Around the age of 19, Athanasius spent a formative period in the Egyptian desert as a disciple of St. Anthony in his monastic community. Returning to Alexandria, he was ordained a deacon in 319, and resumed his assistance to Alexander, who had become a bishop. The Catholic Church, newly recognized by the Roman Empire, was already encountering a new series of dangers from within.

The most serious threat to the fourth-century Church came from a priest named Arius, who taught that Jesus could not have existed eternally as God prior to His historical incarnation as a man. According to Arius, Jesus was the highest of created beings, and could be considered "divine" only by analogy. Arians professed a belief in Jesus' "divinity," but meant only that He was God's greatest creature.

Opponents of Arianism brought forth numerous scriptures which taught Christ's eternal pre-existence and His identity as God. Nonetheless, many Greek-speaking Christians found it intellectually easier to believe in Jesus as a created demi-god, than to accept the mystery of a Father-Son relationship within the Godhead. By 325, the controversy was dividing the Church and unsettling the Roman Empire.

In that year, Athanasius attended the First Ecumenical Council, held at Nicea to examine and judge Arius' doctrine in light of apostolic tradition. It reaffirmed the Church's perennial teaching on Christ's full deity, and established the Nicene Creed as an authoritative statement of faith. The remainder of Athanasius' life was a constant struggle to uphold the council's teaching about Christ.

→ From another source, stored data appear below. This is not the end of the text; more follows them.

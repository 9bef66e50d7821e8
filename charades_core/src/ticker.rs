//! Scoped periodic timer.
//!
//! A [`Ticker`] owns a thread that calls its callback once per interval.
//! Dropping the ticker stops and joins that thread, so once `drop`
//! returns the callback will never run again.

use std::sync::mpsc::{self, RecvTimeoutError, Sender};
use std::thread::{self, JoinHandle};
use std::time::Duration;

pub struct Ticker {
    stop_tx: Option<Sender<()>>,
    handle:  Option<JoinHandle<()>>,
}

impl Ticker {
    /// Start ticking.  The first call happens one `interval` from now.
    /// The thread exits early if `on_tick` returns `false`.
    pub fn start<F>(interval: Duration, mut on_tick: F) -> Ticker
    where
        F: FnMut() -> bool + Send + 'static,
    {
        let (stop_tx, stop_rx) = mpsc::channel::<()>();
        let handle = thread::spawn(move || loop {
            match stop_rx.recv_timeout(interval) {
                Err(RecvTimeoutError::Timeout) => {
                    if !on_tick() { return; }
                }
                // Explicit stop or the ticker was dropped.
                Ok(()) | Err(RecvTimeoutError::Disconnected) => return,
            }
        });
        Ticker { stop_tx: Some(stop_tx), handle: Some(handle) }
    }

    /// Stop and join.  Same as dropping.
    pub fn stop(mut self) {
        self.shutdown();
    }

    fn shutdown(&mut self) {
        if let Some(tx) = self.stop_tx.take() {
            let _ = tx.send(());
        }
        if let Some(h) = self.handle.take() {
            let _ = h.join();
        }
    }
}

impl Drop for Ticker {
    fn drop(&mut self) {
        self.shutdown();
    }
}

Near the end of St. Alexander's life, he insisted that Athanasius succeed him as the Bishop of Alexandria. Athanasius took on the position just as the Emperor Constantine, despite having convoked the Council of Nicea, decided to relax its condemnation of Arius and his supporters. Athanasius continually refused to admit Arius to communion, however, despite the urgings of the emperor.

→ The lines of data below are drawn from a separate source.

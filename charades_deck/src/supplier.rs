//! Deck suppliers.
//!
//! A supplier hands the game a validated deck, already in deal order.
//! Shuffling lives here; the session machine never reorders cards.

use std::path::PathBuf;

use rand::rngs::StdRng;
use rand::SeedableRng;

use crate::curated;
use crate::deck::Deck;
use crate::error::DeckError;

/// How a supplier orders the cards it hands out.
#[derive(Clone, Copy, Debug, PartialEq, Eq)]
pub enum Shuffle {
    /// Stored order.
    Off,
    /// Reproducible order from a seed.
    Seeded(u64),
    /// Fresh order every time.
    Random,
}

impl Shuffle {
    fn apply(self, deck: Deck) -> Deck {
        match self {
            Shuffle::Off         => deck,
            Shuffle::Seeded(s)   => deck.shuffled(&mut StdRng::seed_from_u64(s)),
            Shuffle::Random      => deck.shuffled(&mut rand::thread_rng()),
        }
    }
}

/// Anything that can produce a playable deck.
pub trait DeckSupplier {
    fn supply(&mut self) -> Result<Deck, DeckError>;
}

/// One of the built-in decks.
#[derive(Clone, Debug)]
pub struct CuratedSupplier {
    pub name:    String,
    pub shuffle: Shuffle,
}

impl CuratedSupplier {
    pub fn new(name: impl Into<String>, shuffle: Shuffle) -> Self {
        CuratedSupplier { name: name.into(), shuffle }
    }
}

impl DeckSupplier for CuratedSupplier {
    fn supply(&mut self) -> Result<Deck, DeckError> {
        Ok(self.shuffle.apply(curated::find(&self.name)?))
    }
}

/// A JSON payload on disk (user-authored or saved from the generator).
#[derive(Clone, Debug)]
pub struct FileSupplier {
    pub path:    PathBuf,
    pub shuffle: Shuffle,
}

impl FileSupplier {
    pub fn new(path: impl Into<PathBuf>, shuffle: Shuffle) -> Self {
        FileSupplier { path: path.into(), shuffle }
    }
}

impl DeckSupplier for FileSupplier {
    fn supply(&mut self) -> Result<Deck, DeckError> {
        Ok(self.shuffle.apply(Deck::load(&self.path)?))
    }
}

A number of Arians spent the next several decades attempting to manipulate bishops, emperors and Popes to move against Athanasius, particularly through the use of false accusations. Athanasius was accused of theft, murder, assault, and even of causing a famine by interfering with food shipments.

Arius became ill and died gruesomely in 336, but his heresy continued to live. Under the rule of the three emperors that followed Constantine, and particularly under the rule of the strongly Arian Constantius, Athanasius was driven into exile at least five times for insisting on the Nicene Creed as the Church's authoritative rule of faith.

Athanasius received the support of several popes and spent a portion of his exile in Rome. However, the Emperor Constantius did succeed in coercing one Pope, Liberius, into condemning Athanasius by having him kidnapped, threatened with death, and sent away from Rome for two years. The pope eventually managed to return to Rome, where he again proclaimed Athanasius' orthodoxy.

Constantius went so far as to send troops to attack his clergy and congregations. Neither these measures, nor direct attempts to assassinate the bishop, succeeding in silencing him. However, they frequently made it difficult for him to remain in his diocese. He enjoyed some respite after Constantius' death in 361, but was later persecuted by Emperor Julian the Apostate, who sought to revive paganism.

In 369, Athanasius managed to convene an assembly of 90 bishops in Alexandria, for the sake of warning the Church in Africa against the continuing threat of Arianism. He died in 373, and was vindicated by a more comprehensive rejection of Arianism at the Second Ecumenical Council, held in 381 at Constantinople.

St. Gregory Nazianzen, who presided over part of that council, described St. Athanasius as "the true pillar of the Church," whose "life and conduct were the rule of bishops, and his doctrine the rule of the orthodox faith."